### [THE DATA]
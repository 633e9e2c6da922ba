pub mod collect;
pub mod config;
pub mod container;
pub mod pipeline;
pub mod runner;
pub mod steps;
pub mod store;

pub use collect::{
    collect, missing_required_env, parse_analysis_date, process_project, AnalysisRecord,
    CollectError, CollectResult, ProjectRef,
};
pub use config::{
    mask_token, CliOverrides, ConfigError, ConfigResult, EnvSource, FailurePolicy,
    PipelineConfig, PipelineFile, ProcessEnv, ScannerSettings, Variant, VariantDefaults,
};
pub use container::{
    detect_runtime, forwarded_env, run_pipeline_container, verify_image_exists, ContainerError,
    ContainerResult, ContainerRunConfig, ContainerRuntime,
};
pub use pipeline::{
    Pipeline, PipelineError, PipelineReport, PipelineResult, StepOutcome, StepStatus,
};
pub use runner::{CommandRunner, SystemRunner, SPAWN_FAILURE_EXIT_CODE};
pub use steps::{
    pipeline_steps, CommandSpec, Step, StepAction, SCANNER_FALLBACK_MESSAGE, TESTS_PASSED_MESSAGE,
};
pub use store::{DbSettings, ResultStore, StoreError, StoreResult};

### [WHAT IS NEEDED]
Every line in the listing that holds "store" belongs in the answer.

### [SOLUTION BELOW]
pub mod store;
pub use store::{DbSettings, ResultStore, StoreError, StoreResult};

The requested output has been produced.